TASK BRIEF: Your result should be the lines holding the word "home", copied from the entries below.

MATERIAL SUPPLIED:

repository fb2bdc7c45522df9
//! Infrastructure - configuration and metrics
//!
//! This module contains infrastructure concerns:
//! - `config` - Application configuration (TOML loading, defaults)
//! - `metrics` - Lock-free metrics collection

pub mod config;
pub mod metrics;

// Re-export commonly used types
pub use config::Config;
pub use metrics::Metrics;
//! Monitoring events recorded in the event log

use crate::domain::types::RegionId;
use chrono::{DateTime, SecondsFormat, Utc};
use serde::Serialize;

/// A recorded region transition or monitoring failure
///
/// Events are immutable once created. `ts` is epoch milliseconds as reported
/// by the location source.
#[derive(Debug, Clone, PartialEq, Serialize)]
#[serde(tag = "t", rename_all = "snake_case")]
pub enum MonitoringEvent {
    Entered {
        region_id: RegionId,
        ts: u64,
    },
    Exited {
        region_id: RegionId,
        ts: u64,
    },
    MonitoringFailed {
        /// None when the failure is not tied to a region (service unavailable)
        region_id: Option<RegionId>,
        ts: u64,
        error: String,
    },
}

impl MonitoringEvent {
    pub fn kind(&self) -> &'static str {
        match self {
            MonitoringEvent::Entered { .. } => "entered",
            MonitoringEvent::Exited { .. } => "exited",
            MonitoringEvent::MonitoringFailed { .. } => "monitoring_failed",
        }
    }

    pub fn region_id(&self) -> Option<&RegionId> {
        match self {
            MonitoringEvent::Entered { region_id, .. } | MonitoringEvent::Exited { region_id, .. } => {
                Some(region_id)
            }
            MonitoringEvent::MonitoringFailed { region_id, .. } => region_id.as_ref(),
        }
    }

    pub fn ts(&self) -> u64 {
        match self {
            MonitoringEvent::Entered { ts, .. }
            | MonitoringEvent::Exited { ts, .. }
            | MonitoringEvent::MonitoringFailed { ts, .. } => *ts,
        }
    }

    /// Human readable row for the event table
    pub fn describe(&self) -> String {
        let at = format_ts(self.ts());
        match self {
            MonitoringEvent::Entered { region_id, .. } => {
                format!("did Enter region: {region_id} at {at}")
            }
            MonitoringEvent::Exited { region_id, .. } => {
                format!("did Exit region: {region_id} at {at}")
            }
            MonitoringEvent::MonitoringFailed { region_id, error, .. } => {
                let region = region_id.as_ref().map(|id| id.as_str()).unwrap_or("Unknown");
                format!("monitoring did fail for region: {region} at {at}: {error}")
            }
        }
    }
}

/// Format epoch milliseconds as RFC 3339 (falls back to the raw number)
fn format_ts(ts: u64) -> String {
    i64::try_from(ts)
        .ok()
        .and_then(DateTime::<Utc>::from_timestamp_millis)
        .map(|dt| dt.to_rfc3339_opts(SecondsFormat::Millis, true))
        .unwrap_or_else(|| ts.to_string())
}

#[cfg(test)]
mod tests {
    use super::*;

    #[test]
    fn test_describe_rows() {
        let entered = MonitoringEvent::Entered { region_id: "home".into(), ts: 0 };
        assert_eq!(entered.describe(), "did Enter region: home at 1970-01-01T00:00:00.000Z");

        let failed = MonitoringEvent::MonitoringFailed {
            region_id: None,
            ts: 1_000,
            error: "service unavailable".to_string(),
        };
        assert_eq!(
            failed.describe(),
            "monitoring did fail for region: Unknown at 1970-01-01T00:00:01.000Z: service unavailable"
        );
        assert_eq!(failed.region_id(), None);
        assert_eq!(failed.kind(), "monitoring_failed");
    }

    #[test]
    fn test_serialize_tagged() {
        let exited = MonitoringEvent::Exited { region_id: "work".into(), ts: 150 };
        let json = serde_json::to_value(&exited).unwrap();
        assert_eq!(json, serde_json::json!({"t": "exited", "region_id": "work", "ts": 150}));
    }
}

EXERCISE SOLUTION:
        let entered = MonitoringEvent::Entered { region_id: "home".into(), ts: 0 };
        assert_eq!(entered.describe(), "did Enter region: home at 1970-01-01T00:00:00.000Z");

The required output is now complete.